8 thoughts on “Word Game

  1. Dang it, when I started I didn’t realize he had moved the word Dawkins by one letter. Oh well, so it will take a little longer.

  2. I added some at lunch today. As long as old english, pirate talk, and the occassional IM are allowed, this looks doable.

  3. You should be able to write a program that randomly changes one letter, checks to see if it still makes a word, discards it if it doesn’t, keeps it if it does, and repeats, giving weight to words in the final sentence.

    And yes, old english, pirate talk and IM are allowed: “having it always retain some comprehensible English meaning along each small step of its evolution” means that those fit the criteria

  4. I considered writing a program to do it and see how it evolves into different sentences, but the “having it always retain some comprehensible English meaning along each small step of its evolution” makes the algorithm a little tougher.

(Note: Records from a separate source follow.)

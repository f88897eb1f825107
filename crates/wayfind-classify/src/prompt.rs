//! Classification prompt construction.

use wayfind_core::poi::PoiCategory;
use wayfind_core::query::ConversationTurn;

/// Prior turns included in the prompt; older turns are dropped.
const MAX_CONTEXT_TURNS: usize = 3;

/// Builds the fixed-schema classification prompt for one query.
///
/// The schema mirrors the wire struct in [`crate::classifier`]; the reply is
/// parsed leniently, so drift in the model's formatting is tolerated.
#[must_use]
pub fn classification_prompt(text: &str, context: &[ConversationTurn]) -> String {
    let categories = PoiCategory::ALL
        .iter()
        .map(|c| c.as_str())
        .collect::<Vec<_>>()
        .join(", ");

    let mut prompt = String::from(
        "You classify place-finding queries for a map assistant. \
         Reply with a single JSON object and nothing else, using this schema:\n\
         {\n\
           \"intent\": \"find-nearest\" | \"find-within-time\" | \"find-near-poi\" | \"find-enroute\" | \"get-directions\" | \"follow-up\" | \"clarification\",\n\
           \"primary_poi\": string | null,\n\
           \"secondary_poi\": string | null,\n\
           \"transport\": \"walking\" | \"driving\" | \"cycling\" | \"public_transport\" | null,\n\
           \"time_constraint_min\": number | null,\n\
           \"destination\": string | null,\n\
           \"cuisine\": string | null,\n\
           \"keywords\": [string],\n\
           \"confidence\": number,\n\
           \"reasoning\": string\n\
         }\n\n",
    );
    prompt.push_str(&format!("POI categories: {categories}.\n"));
    prompt.push_str(
        "Rules: primary_poi is what the user wants to find; secondary_poi is a \
         landmark used as a reference (\"coffee near a park\" => primary cafe, \
         secondary park). Use find-enroute only when the user is traveling to a \
         destination and wants a stop on the way. Use clarification when the \
         request is too vague to act on.\n\n",
    );

    if !context.is_empty() {
        prompt.push_str("Conversation so far:\n");
        let skip = context.len().saturating_sub(MAX_CONTEXT_TURNS);
        for turn in &context[skip..] {
            prompt.push_str(&format!("{}: {}\n", turn.role, turn.content));
        }
        prompt.push('\n');
    }

    prompt.push_str(&format!("Query: {text}\n"));
    prompt
}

    It’s not too bad looking up obscure words or algorithms to see if it would still make sense to someone.

  5. So not only did you rise to the challenge and succeed in only 44 generations, but you did so with greater constraints than are actually placed on evolutionay processes. If anything, this demonstrates quite nicely that Luskin’s full of shit and that there are MANY ways to solve this kind of puzzle, both in this contrived variant and in the real world.

  6. Nice! Of course, the whole challenge falls completely apart when one recalls that evolution by natural selection (to be precise) has NO pre-determined end goal.
    A more realistic challenge would be to trace the mutation of the first sentence to a sentence completely unrelated as through a game of Telephone.
    Good effort, though.

  7. A more accurate puzzle would allow me to change, add or delete one letter each generation or swap the order of one or more groups of letters.

    I thought about mutating the sentence in several different directions to make it more of an evolutionary tree, but I couldn’t think of an easy way to format it for the web.